Recensione “Anna L’inferno in una bottiglia” di Martina Longhin

Anna. L’inferno di una bottiglia

– Martina Longhin –

“Stella girò lentamente la testa e guardò la figlia: la stava fissando seria, con la fronte corrugata, la mascella contratta e un’espressione dura.

Sospirò con amarezza: non era giusto che Anna fosse costretta ad assistere continuamente a tutta quella violenza, a quella brutalità; non era giusto che una bambina di dodici anni consigliasse a una madre di lasciare il proprio padre; e soprattutto non era giusto che una figlia provasse odio nei confronti del papà, l’odio che lei vedeva in quel momento nei suoi occhi”

Formato: Copertina flessibile

Genere:  Romanzo
Pagine: 235
Editore: YouCanPrint (auto pubblicato)


Giudizio Sintetico


Se cercate un libro tutto lustrini e colori pastello questo non fa per voi, se volete invece sensibilizzare, avvicinarvi e toccare con mano il drammatico mondo domestico della violenza sulla donne, “Aanna l’inferno in una bottiglia” può fare al caso vostro.

Attraverso fatti realmente accaduti, Martina Longhin ha creato un romanzo graffiante, doloroso e permanentemente drammatico, un insieme di parole che non permette, a chi decide di inserirsi nella trama, di girare la testa, di non vedere ciò che accade quando, per esempio in una casa, la vita domestica si trasforma in un incubo reso tale da chi dovrebbe, prima di tutti, proteggere la propria famiglia.

Anna è una giovane ragazza che dovrebbe vivere una vita serena e spensierata come tutti i suoi coetanei, ma questi sono privilegi che a lei, fin da bambina, non sono mai stati concessi.Stella, sua madre, è legata a un uomo violento e geloso da cui non riesce a separarsi e per Anna maltrattamenti e soprusi fanno parte della quotidianità… finché un giorno tutto nella sua vita cambia.Una storia forte, una storia realmente accaduta.

Ci sono diversi elementi che caratterizzano questo romanzo e cercherò di analizzare tutte queste diverse sfumature sradicando gli insiemi che ne raccolgono i frammenti.

Sicuramente Martina Longhin ha volutamente creato un romanzo forte, doloroso e incentrato su una storia difficile da accettare, affidando la narrazione agli occhi innocenti di una ragazzina, una figlia che deve assistere alle violenze del padre nei confronti della madre. La sensibilizzazione sul tema della violenza domestica sulle donne non poteva non passare da una storia vera, racconto di una giovane ragazza che rivive anni passati e presenti di violenze, aggressioni e impossibilità della madre di dire “Basta!”.

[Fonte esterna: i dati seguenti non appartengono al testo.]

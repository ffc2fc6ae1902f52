//! The dispatcher at the center of the shell.
//!
//! [`Kernel::eval`] takes one command line and either runs a builtin on
//! the calling thread or forks an external program into its own process
//! group. The fork, the job registration, and the launch notification all
//! happen under the table lock, so the signal thread can never reap a
//! child the table has not registered yet.

use std::ffi::CString;

use anyhow::{Context, Result};
use nix::errno::Errno;
use nix::fcntl::{open, OFlag};
use nix::libc;
use nix::sys::stat::{umask, Mode};
use nix::unistd::{close, dup2, execv, fork, setpgid, ForkResult, Pid};
use tracing::debug;

use crate::jobs::{JobManager, JobState};
use crate::output;
use crate::parser::{parse_line, CommandLine};
use crate::signals;
use crate::tools::{register_builtins, Flow, ToolRegistry};

pub struct Kernel {
    jobs: JobManager,
    tools: ToolRegistry,
}

impl Kernel {
    pub fn new(jobs: JobManager) -> Self {
        let mut tools = ToolRegistry::new();
        register_builtins(&mut tools);
        Self { jobs, tools }
    }

    /// Evaluate one command line.
    ///
    /// The line ends at its first NUL byte; whatever follows is dropped.
    /// Parse errors and operand mistakes are reported to the user and
    /// resolve to [`Flow::Continue`]; `Err` means the shell itself can no
    /// longer run.
    pub fn eval(&self, line: &str) -> Result<Flow> {
        let line = match line.find('\0') {
            Some(end) => &line[..end],
            None => line,
        };
        let cmd = match parse_line(line) {
            Ok(cmd) => cmd,
            Err(err) => {
                output::emit_err(format!("{err}\n"));
                return Ok(Flow::Continue);
            }
        };
        let Some(program) = cmd.argv.first() else {
            return Ok(Flow::Continue);
        };
        if let Some(tool) = self.tools.get(program) {
            debug!(tool = %program, "running builtin");
            return tool.run(&cmd, &self.jobs);
        }
        self.spawn(&cmd, line)?;
        Ok(Flow::Continue)
    }

    /// Fork and exec an external program.
    ///
    /// Everything the child needs is prepared before the fork. The child
    /// must not allocate or touch the table lock: another thread may hold
    /// either at the moment of the fork, and the child inherits them
    /// locked forever.
    fn spawn(&self, cmd: &CommandLine, line: &str) -> Result<()> {
        let program = cstring(&cmd.argv[0])?;
        let argv = cmd
            .argv
            .iter()
            .map(|arg| cstring(arg))
            .collect::<Result<Vec<_>>>()?;
        let infile = cmd.infile.as_deref().map(cstring).transpose()?;
        let outfile = cmd.outfile.as_deref().map(cstring).transpose()?;
        let not_found = format!("{}: Command not found.\n", cmd.argv[0]);

        let mut table = self.jobs.lock();
        match unsafe { fork() }.context("fork failed")? {
            ForkResult::Child => {
                let _ = setpgid(Pid::from_raw(0), Pid::from_raw(0));
                signals::reset_child_signals();
                if let Some(path) = &infile {
                    match open(path.as_c_str(), OFlag::O_RDONLY, Mode::empty()) {
                        Ok(fd) => {
                            if let Err(err) = dup2(fd, libc::STDIN_FILENO) {
                                child_fail(b"Dup2 error: ", err);
                            }
                            let _ = close(fd);
                        }
                        Err(err) => child_fail(b"Open error: ", err),
                    }
                }
                if let Some(path) = &outfile {
                    umask(Mode::from_bits_truncate(0o022));
                    let flags = OFlag::O_CREAT | OFlag::O_TRUNC | OFlag::O_WRONLY;
                    match open(path.as_c_str(), flags, Mode::from_bits_truncate(0o666)) {
                        Ok(fd) => {
                            if let Err(err) = dup2(fd, libc::STDOUT_FILENO) {
                                child_fail(b"Dup2 error: ", err);
                            }
                            let _ = close(fd);
                        }
                        Err(err) => child_fail(b"Open error: ", err),
                    }
                }
                let _ = execv(&program, &argv);
                let _ = output::write_all(output::stdout(), not_found.as_bytes());
                unsafe { libc::_exit(0) }
            }
            ForkResult::Parent { child } => {
                let state = if cmd.background {
                    JobState::Background
                } else {
                    JobState::Foreground
                };
                match table.add(child, state, line) {
                    Some(id) => {
                        debug!(pid = child.as_raw(), %id, cmdline = line, "added job");
                        if cmd.background {
                            output::emit(format!("[{id}] ({child}) {line}\n"));
                            drop(table);
                        } else {
                            let table = self.jobs.wait_foreground(table, child);
                            drop(table);
                        }
                    }
                    None => {
                        output::emit("Tried to create too many jobs\n");
                        if cmd.background {
                            output::emit(format!("[0] ({child}) {line}\n"));
                        }
                        drop(table);
                    }
                }
                Ok(())
            }
        }
    }
}

fn cstring(s: &str) -> Result<CString> {
    CString::new(s).context("command line contains a NUL byte")
}

/// Report a syscall failure from the forked child and bail out. Only
/// stack buffers and static strings on this side of the fork.
fn child_fail(prefix: &[u8], err: Errno) -> ! {
    let _ = output::write_parts(output::stdout(), &[prefix, err.desc().as_bytes(), b"\n"]);
    unsafe { libc::_exit(1) }
}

Purtroppo, proprio le storie vere, raccontano con maggior lucidità ciò che crediamo impensabile, cose che, riflettendo su noi stesse, crediamo non possano mai avvenire, o che invece crediamo di poter controllare.

La storia di Anna ci mette di fronte a tanti interrogativi, a ipotesi su noi stesse, sulla nostra forza ma anche sulle soluzioni possibili qualora dovesse succedere un simile evento.

La condizione della donna, di fronte a certe storie, sembra essere ferma da secoli, ci sono nicchie in cui il tempo sembra essere cristallizzato a ipotetiche superiorità di sesso che vengono avvalorate dai fumi dell’alcool, da famiglie spesso assenti e dall’immobilità di chi sa ma non fa nulla.

Relativamente al contenuto della trama, forza, attualità, dolore e una continua scia drammatica con pochi spazi di speranza, rendono la lettura non sempre semplice da affrontare, poiché riesce a far male e lascia interdetti.

La poca determinazione delle famiglie, le promesse mai mantenute di un uomo violento, la gelosia come scusante e l’annullamento di una donna per un motivo incomprensibile, questi sono i principali temi trattati in questo forte romanzo.

Martina Longhin ha creato questo libro per cercare di sensibilizzare l’opinione pubblica, attraverso la conoscenza di una storia vera che narra con lucidità e potenza un passato reale, una vita davvero vissuta attraverso percorsi caratterizzati unicamente da ombre e paure, timori e cieco perdono.

La narrazione semplice, senza pretese, è accessibile a chiunque, presenta qualche imprecisione  e un ritmo molto a rotazione del racconto.

Sono però ugualmente convinta che la sottolineatura vada inserita per il contenuto e la grande prova nel voler sensibilizzare il lettore nei confronti di un fenomeno che, purtroppo, è ancora così presente e preoccupante, un flusso di violenza che, essendo chiusa tra le mura di casa, sembra rendere ciechi tutti quelli che, vicino a quelle mura, passano quotidianamente.